The physical interaction of Fbw7 and c-Myc is sensitive to proteasomal function. (A) 293 cells were transfected as indicated; vec, vector alone. Upper two gels, c-Myc and F-box protein abundance in lysates. Lower two gels, c-Myc and F-box protein abundance in anti-F-box protein (anti-FLAG) immunoprecipitates (IP). MG-132 treatment is indicated. (B) HeLa cells were transduced with retroviruses expressing FLAG-Fbw7α or FLAG-Fbw7γ and treated with MG-132 as shown, and endogenous c-Myc and Fbw7 abundance in lysates and anti-Fbw7 (FLAG) immunoprecipitates is shown. Asterisk indicates a background band.

Fig. 4.

Endogenous c-Myc abundance is regulated by endogenous Fbw7. (A) U2OS cells, HFF, and HeLa cells were transduced with retroviral vectors encoding control (C) siRNA or two different Fbw7 siRNAs (U2OS and HFF cells, Fbw7-1 siRNA; HeLa cells, Fbw7-2 siRNA). Lysates were blotted for c-Myc, tubulin, GSK-3, Cdk2, and Hsp90. (B) Pulse-chase analysis of endogenous c-Myc stability in HeLa cells transduced with either si-Fbw7-2 or control retroviruses. (C) 293 cells were transfected with increasing amounts of dnFbw7^WD and the amount of endogenous c-Myc protein is shown. (D) 293 cells were transfected with vector or dnFbw7^WD and lysates were analyzed for total c-Myc (9E10) or pT58-c-Myc (p-Myc) protein after treatment with cycloheximide (CHX) for the indicated times (min).

Fig. 5.

Fbw7 catalyzes phosphorylation-dependent c-Myc ubiquitination in vitro.(A) c-Myc or c-MycT58A was translated in vitro by using reticulocyte extracts in the presence of GSK-3 and subjected to in vitro ubiquitination reactions (see text).

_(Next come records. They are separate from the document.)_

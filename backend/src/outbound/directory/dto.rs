//! DTOs for decoding directory roster responses.

use chrono::{DateTime, Utc};
use serde::Deserialize;

use crate::domain::{DeveloperId, OnCallDeveloper, OnCallRoster, ShiftWindow};

#[derive(Debug, Deserialize)]
pub(super) struct RosterResponseDto {
    #[serde(default)]
    pub(super) developers: Vec<DeveloperDto>,
}

#[derive(Debug, Deserialize)]
#[serde(rename_all = "camelCase")]
pub(super) struct DeveloperDto {
    pub(super) id: String,
    pub(super) name: String,
    pub(super) contact: String,
    pub(super) shift_start: DateTime<Utc>,
    pub(super) shift_end: DateTime<Utc>,
}

impl RosterResponseDto {
    /// Validate every record; one bad record rejects the whole roster.
    pub(super) fn into_domain_roster(
        self,
        fetched_at: DateTime<Utc>,
    ) -> Result<OnCallRoster, String> {
        let developers = self
            .developers
            .into_iter()
            .enumerate()
            .map(|(index, dto)| {
                dto.into_domain()
                    .map_err(|reason| format!("developer {index}: {reason}"))
            })
            .collect::<Result<Vec<_>, _>>()?;
        Ok(OnCallRoster::new(developers, fetched_at))
    }
}

impl DeveloperDto {
    fn into_domain(self) -> Result<OnCallDeveloper, String> {
        let id = DeveloperId::new(self.id).map_err(|err| err.to_string())?;
        let shift =
            ShiftWindow::new(self.shift_start, self.shift_end).map_err(|err| err.to_string())?;
        OnCallDeveloper::new(id, self.name, self.contact, shift).map_err(|err| err.to_string())
    }
}
//! Middleware installing a request-scoped [`TraceId`].
//!
//! A well-formed `trace-id` request header is adopted so callers can correlate
//! their own logs; otherwise a fresh identifier is minted. The identifier is
//! echoed on every response, including error responses.

use std::task::{Context, Poll};

use actix_web::Error;
use actix_web::dev::{Service, ServiceRequest, ServiceResponse, Transform};
use actix_web::http::header::{HeaderName, HeaderValue};
use futures_util::future::{LocalBoxFuture, Ready, ready};
use tracing::{Instrument, error, info_span};

use crate::domain::{TRACE_ID_HEADER, TraceId};

/// Tracing middleware.
///
/// # Examples
/// ```
/// use actix_web::App;
/// use library_api::Trace;
///
/// let app = App::new().wrap(Trace);
/// ```
#[derive(Clone)]
pub struct Trace;

impl<S, B> Transform<S, ServiceRequest> for Trace
where
    S: Service<ServiceRequest, Response = ServiceResponse<B>, Error = Error> + 'static,
    S::Future: 'static,
    B: 'static,
{
    type Response = ServiceResponse<B>;
    type Error = Error;
    type InitError = ();
    type Transform = TraceMiddleware<S>;
    type Future = Ready<Result<Self::Transform, Self::InitError>>;

    fn new_transform(&self, service: S) -> Self::Future {
        ready(Ok(TraceMiddleware { service }))
    }
}

/// Service wrapper produced by [`Trace`].
pub struct TraceMiddleware<S> {
    service: S,
}

fn inbound_trace_id(req: &ServiceRequest) -> Option<TraceId> {
    req.headers()
        .get(TRACE_ID_HEADER)
        .and_then(|value| value.to_str().ok())
        .and_then(|raw| raw.trim().parse().ok())
}

impl<S, B> Service<ServiceRequest> for TraceMiddleware<S>
where
    S: Service<ServiceRequest, Response = ServiceResponse<B>, Error = Error> + 'static,
    S::Future: 'static,
    B: 'static,
{
    type Response = ServiceResponse<B>;
    type Error = Error;
    type Future = LocalBoxFuture<'static, Result<Self::Response, Self::Error>>;

    fn poll_ready(&self, cx: &mut Context<'_>) -> Poll<Result<(), Self::Error>> {
        self.service.poll_ready(cx)
    }

    fn call(&self, req: ServiceRequest) -> Self::Future {
        let trace_id = inbound_trace_id(&req).unwrap_or_else(TraceId::generate);
        let span = info_span!(
            "request",
            %trace_id,
            method = %req.method(),
            path = %req.path()
        );
        let fut = self.service.call(req);
        Box::pin(TraceId::scope(
            trace_id,
            async move {
                let mut res = fut.await?;
                match HeaderValue::from_str(&trace_id.to_string()) {
                    Ok(value) => {
                        res.response_mut()
                            .headers_mut()
                            .insert(HeaderName::from_static(TRACE_ID_HEADER), value);
                    }
                    Err(error) => {
                        error!(%error, "failed to encode trace identifier header");
                    }
                }
                Ok(res)
            }
            .instrument(span),
        ))
    }
}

Reticulocyte extract containing Fbw7 was added as indicated. (B) In vitro ubiquitination of c-Myc in reticulocyte-based extracts as described above except that GSK-3 and Erk were added as indicated, and all samples contained Fbw7. (C) c-Myc or c-MycT58A was translated in wheat germ extracts containing either Fbw2 or Fbw7 as indicated, and in vitro ubiquitination reactions were performed.